Martina Paredes perdeu dois irmãos no “confronto”. Vestindo a camisa com os dizeres da campanha “O que ocorreu em Curuguaty?”, declarou, segurando o cartaz que lembra o número de dias da greve, “apenas buscar justiça”. “Luiz tinha 25 anos e Firmin 28. Não eram folgados, só queriam terra para trabalhar. Nunca tiveram a intenção de matar ninguém. Somos uma família de 11 irmãos e meu pai tinha somente cinco hectares. Não havia como produzir e como aquela terra é pública, foram para lá jovens de uma mesma colônia. Uma lástima. As famílias ficaram completamente desestruturadas. Agora aqui neste hospital há cinco vidas que a qualquer momento podemos perder. Eles estão em greve de fome porque foram acusados injustamente de invasão de terras alheias, enquanto todos sabemos que é um patrimônio do Estado, que uma empresa tomou e passou a alugar para brasileiros plantarem soja”.

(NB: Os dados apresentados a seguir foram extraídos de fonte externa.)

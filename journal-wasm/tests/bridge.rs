#![cfg(target_arch = "wasm32")]

use journal_wasm::{
    details_url_for, feed_url_for, normalize_feed, start_timeline, JsBubbleRenderer, WidgetEvent,
};
use wasm_bindgen::prelude::*;
use wasm_bindgen_futures::JsFuture;
use wasm_bindgen_test::*;

wasm_bindgen_test_configure!(run_in_browser);

#[wasm_bindgen(inline_js = r#"
export function install_timeline_stub() {
  globalThis.__journalRenderers = [];
  globalThis.buildTimeline = (renderer) => {
    globalThis.__journalRenderers.push(renderer);
  };
}

export function built_count() {
  return globalThis.__journalRenderers.length;
}

export function built_details_url(index, className, id) {
  const event = { getClassName: () => className, getID: () => id };
  return globalThis.__journalRenderers[index].detailsUrl(event);
}

export function make_event(className, id) {
  return { getClassName: () => className, getID: () => id };
}
"#)]
extern "C" {
    fn install_timeline_stub();
    fn built_count() -> u32;
    fn built_details_url(index: u32, class_name: &str, id: JsValue) -> String;
    fn make_event(class_name: JsValue, id: JsValue) -> WidgetEvent;
}

fn config(base_url: &str, placeholder: Option<&str>) -> JsValue {
    let config = js_sys::Object::new();
    js_sys::Reflect::set(&config, &"baseUrl".into(), &base_url.into()).expect("set được");
    if let Some(placeholder) = placeholder {
        js_sys::Reflect::set(&config, &"placeholderHtml".into(), &placeholder.into())
            .expect("set được");
    }
    config.into()
}

#[wasm_bindgen_test]
fn details_url_accepts_numeric_and_text_ids() {
    assert_eq!(
        details_url_for("https://x/", "Post", JsValue::from_f64(42.0)).expect("url hợp lệ"),
        "https://x/details/Post/42/"
    );
    assert_eq!(
        details_url_for("https://x/", "Post", JsValue::from_str("42")).expect("url hợp lệ"),
        "https://x/details/Post/42/"
    );
}

#[wasm_bindgen_test]
fn missing_id_is_concatenated_like_javascript() {
    assert_eq!(
        details_url_for("https://x/", "Post", JsValue::UNDEFINED).expect("url hợp lệ"),
        "https://x/details/Post/undefined/"
    );
    assert_eq!(
        details_url_for("https://x/", "Post", JsValue::NULL).expect("url hợp lệ"),
        "https://x/details/Post/null/"
    );
}

#[wasm_bindgen_test]
fn renderer_reads_class_name_and_id_from_widget_event() {
    let renderer = JsBubbleRenderer::new(config("/journal", None)).expect("config hợp lệ");

    let event = make_event("BikeRide".into(), JsValue::from_f64(17.0));
    assert_eq!(renderer.details_url(&event), "/journal/details/BikeRide/17/");

    let event = make_event(JsValue::UNDEFINED, "9".into());
    assert_eq!(renderer.details_url(&event), "/journal/details/undefined/9/");
}

#[wasm_bindgen_test]
fn blank_base_url_is_rejected() {
    assert!(details_url_for("", "Post", JsValue::from_f64(1.0)).is_err());
    assert!(feed_url_for("/", "work").is_err());
    assert_eq!(feed_url_for("/", "life").expect("url hợp lệ"), "/timeline_json/life/");
}

#[wasm_bindgen_test]
fn start_fails_fast_without_base_url() {
    let config = js_sys::Object::new();
    assert!(start_timeline(config.into()).is_err());
}

#[wasm_bindgen_test]
fn renderer_requires_valid_config() {
    assert!(JsBubbleRenderer::new(config("   ", None)).is_err());
}

// Duy nhất test này cài loader của trang: trạng thái đó sống suốt module wasm.
#[wasm_bindgen_test]
fn second_start_reuses_installed_loader() {
    install_timeline_stub();

    start_timeline(config("https://first/", None)).expect("khởi động lần đầu");
    start_timeline(config("https://second/", None)).expect("khởi động lần hai");

    assert_eq!(built_count(), 2);
    for index in 0..2 {
        assert_eq!(
            built_details_url(index, "Post", JsValue::from_f64(42.0)),
            "https://first/details/Post/42/"
        );
    }
}

#[wasm_bindgen_test]
async fn failed_fill_writes_placeholder_into_element() {
    let document = web_sys::window()
        .and_then(|window| window.document())
        .expect("có document");
    let element = document.create_element("div").expect("tạo được div");
    element.set_inner_html("<p>loading</p>");

    // Cổng 9 (discard) không có dịch vụ nên request thất bại.
    let renderer = JsBubbleRenderer::new(config("http://127.0.0.1:9/", Some("<em>n/a</em>")))
        .expect("config hợp lệ");
    let event = make_event("Post".into(), JsValue::from_f64(1.0));

    let result = JsFuture::from(renderer.fill_info_bubble(element.clone(), &event)).await;

    assert!(result.is_err());
    assert_eq!(element.inner_html(), "<em>n/a</em>");
}

#[wasm_bindgen_test]
fn normalize_feed_bookends_open_periods() {
    let feed = js_sys::JSON::parse(
        r#"{"events": [{"id": 4, "durationEvent": true, "title": "Childhood", "classname": "Period"}]}"#,
    )
    .expect("json hợp lệ");

    let normalized = normalize_feed(feed).expect("feed hợp lệ");
    let normalized: serde_json::Value =
        serde_wasm_bindgen::from_value(normalized).expect("deserialize được");

    assert_eq!(normalized["events"][0]["id"], "4");
    assert_eq!(normalized["events"][0]["start"], "1900-01-01");
    assert_eq!(normalized["events"][0]["end"], "2100-01-01");
    assert_eq!(normalized["dateTimeFormat"], "iso8601");
}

Cecília VyuK: foi armação dos golpistas

SOLIDARIEDADE – Uma das principais organizadoras da rede de solidariedade aos presos políticos de Curuguaty, Cecília Vuyk frisou que “até agora não há uma única investigação da Promotoria sobre a atuação da Polícia, absolutamente nenhuma. Tudo é voltado e montado para incriminar os camponeses”. “São presos políticos, pois o Estado não permite que se mostre o que houve em Curuguaty”, assinala. Conforme Cecília, o golpe contra lugo teve três passos e o primeiro foi justamente o massacre de Curuguaty. “Depois, às pressas, se fez um julgamento político em que se destituiu o governo e veio a eleição de abril, totalmente manipulada, em que fecharam o cerco, numa aparência de que está tudo em ordem”, destacou.

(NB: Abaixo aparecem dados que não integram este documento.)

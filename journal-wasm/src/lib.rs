//! Cầu nối WASM <-> widget timeline trong trình duyệt.
//!
//! Widget không bị vá prototype: trang nhận một `BubbleRenderer` qua
//! `buildTimeline(renderer)` và gọi `renderer.fillInfoBubble(element, event)`
//! khi cần nội dung bubble.

use std::cell::OnceCell;
use std::rc::Rc;

use journal_core::{
    details_url, feed_url, BubbleLoader, BubbleTarget, ConfigError, EventId, EventRef,
    HttpFetcher, LineType, LoaderConfig,
};
use js_sys::Promise;
use serde_wasm_bindgen::{from_value, to_value};
use wasm_bindgen::prelude::*;
use wasm_bindgen::JsCast;
use wasm_bindgen_futures::future_to_promise;
use web_sys::Element;

type PageLoader = BubbleLoader<HttpFetcher>;

thread_local! {
    static PAGE_LOADER: OnceCell<Rc<PageLoader>> = const { OnceCell::new() };
}

#[wasm_bindgen]
extern "C" {
    /// Sự kiện do widget timeline sở hữu; loader chỉ đọc class name và ID.
    pub type WidgetEvent;

    #[wasm_bindgen(method, js_name = getClassName)]
    fn get_class_name(this: &WidgetEvent) -> JsValue;

    #[wasm_bindgen(method, js_name = getID)]
    fn get_id(this: &WidgetEvent) -> JsValue;

    #[wasm_bindgen(catch, js_name = buildTimeline)]
    fn build_timeline(renderer: JsValue) -> Result<(), JsValue>;
}

/// Bubble là một phần tử DOM của widget.
struct ElementBubble(Element);

impl BubbleTarget for ElementBubble {
    fn replace_content(&self, html: &str) {
        self.0.set_inner_html(html);
    }
}

/// Renderer truyền cho widget timeline.
#[wasm_bindgen(js_name = BubbleRenderer)]
pub struct JsBubbleRenderer {
    loader: Rc<PageLoader>,
}

#[wasm_bindgen(js_class = BubbleRenderer)]
impl JsBubbleRenderer {
    #[wasm_bindgen(constructor)]
    pub fn new(config: JsValue) -> Result<JsBubbleRenderer, JsValue> {
        let config = read_config(config)?;
        Ok(Self {
            loader: Rc::new(BubbleLoader::new(config, HttpFetcher::new())),
        })
    }

    /// Điền nội dung bubble. Promise resolve khi đã chèn chi tiết, reject
    /// (sau khi đã chèn placeholder) khi tải thất bại.
    #[wasm_bindgen(js_name = fillInfoBubble)]
    pub fn fill_info_bubble(&self, element: Element, event: &WidgetEvent) -> Promise {
        let loader = Rc::clone(&self.loader);
        let event = event_ref(event);

        future_to_promise(async move {
            let bubble = ElementBubble(element);
            loader
                .fill_bubble(&bubble, &event)
                .await
                .map(|()| JsValue::UNDEFINED)
                .map_err(|err| JsValue::from_str(&err.to_string()))
        })
    }

    #[wasm_bindgen(js_name = detailsUrl)]
    pub fn details_url(&self, event: &WidgetEvent) -> String {
        self.loader.details_url(&event_ref(event))
    }
}

/// Khởi tạo khi document sẵn sàng: cài loader một lần rồi dựng timeline.
#[wasm_bindgen(js_name = startTimeline)]
pub fn start_timeline(config: JsValue) -> Result<(), JsValue> {
    init_runtime();
    let config = read_config(config)?;

    let mut installed_now = false;
    let loader = PAGE_LOADER.with(|cell| {
        Rc::clone(cell.get_or_init(|| {
            installed_now = true;
            Rc::new(BubbleLoader::new(config, HttpFetcher::new()))
        }))
    });
    if !installed_now {
        log::warn!("Bubble loader đã được cài, dùng lại cấu hình cũ");
    }

    log::info!("Dựng timeline với base_url {}", loader.config().base_url());
    build_timeline(JsBubbleRenderer { loader }.into())
}

#[wasm_bindgen(js_name = detailsUrl)]
pub fn details_url_for(base_url: &str, class_name: &str, id: JsValue) -> Result<String, JsValue> {
    let config = LoaderConfig::new(base_url).map_err(config_error)?;
    Ok(details_url(
        &config,
        &EventRef::new(class_name, event_id_from_js(&id)),
    ))
}

#[wasm_bindgen(js_name = feedUrl)]
pub fn feed_url_for(base_url: &str, line_type: &str) -> Result<String, JsValue> {
    let config = LoaderConfig::new(base_url).map_err(config_error)?;
    let line_type: LineType = line_type.parse().map_err(config_error)?;
    Ok(feed_url(&config, line_type))
}

/// Chuẩn hoá feed JSON trước khi đưa cho widget.
#[wasm_bindgen(js_name = normalizeFeed)]
pub fn normalize_feed(feed: JsValue) -> Result<JsValue, JsValue> {
    init_runtime();

    let feed_value = from_value::<serde_json::Value>(feed)
        .map_err(|err| JsValue::from_str(&format!("Không đọc được feed: {err}")))?;

    let feed = journal_feed::parse_feed_value(&feed_value)
        .map_err(|err| JsValue::from_str(&format!("Feed error: {err}")))?;

    to_value(&feed).map_err(|err| JsValue::from_str(&format!("Không serialize feed: {err}")))
}

fn init_runtime() {
    #[cfg(target_arch = "wasm32")]
    {
        use std::sync::Once;
        static LOGGER: Once = Once::new();

        console_error_panic_hook::set_once();
        LOGGER.call_once(|| wasm_logger::init(wasm_logger::Config::new(log::Level::Info)));
    }
}

fn read_config(config: JsValue) -> Result<LoaderConfig, JsValue> {
    let config: LoaderConfig = from_value(config)
        .map_err(|err| JsValue::from_str(&format!("Không đọc được config: {err}")))?;
    config.validated().map_err(config_error)
}

fn config_error(err: ConfigError) -> JsValue {
    JsValue::from_str(&format!("Config error: {err}"))
}

fn event_ref(event: &WidgetEvent) -> EventRef {
    EventRef::new(
        js_text(&event.get_class_name()),
        event_id_from_js(&event.get_id()),
    )
}

fn event_id_from_js(id: &JsValue) -> EventId {
    match id.as_f64() {
        Some(number) => EventId::Number(number),
        None => EventId::Text(js_text(id)),
    }
}

/// Chuỗi hoá như phép nối chuỗi của JS: `undefined`, `null` giữ nguyên tên.
fn js_text(value: &JsValue) -> String {
    if let Some(text) = value.as_string() {
        return text;
    }
    if value.is_undefined() {
        return "undefined".to_string();
    }
    if value.is_null() {
        return "null".to_string();
    }
    value.unchecked_ref::<js_sys::Object>().to_string().into()
}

Até o momento os promotores José Sarza e Jalid Rachid – filho de Blader Rachid, ex-presidente do Partido Colorado, controlado por Stroessner – mantêm a versão de que os camponeses são os culpados e que não há previsão de julgamento antes do final de junho. Sarza, que ordenou a brutal ação policial em Curuguaty, acaba de ser processado por corrupção ativa, ao exigir mais de 15 mil dólares de um proprietário rural para ordenar a expulsão de assentados.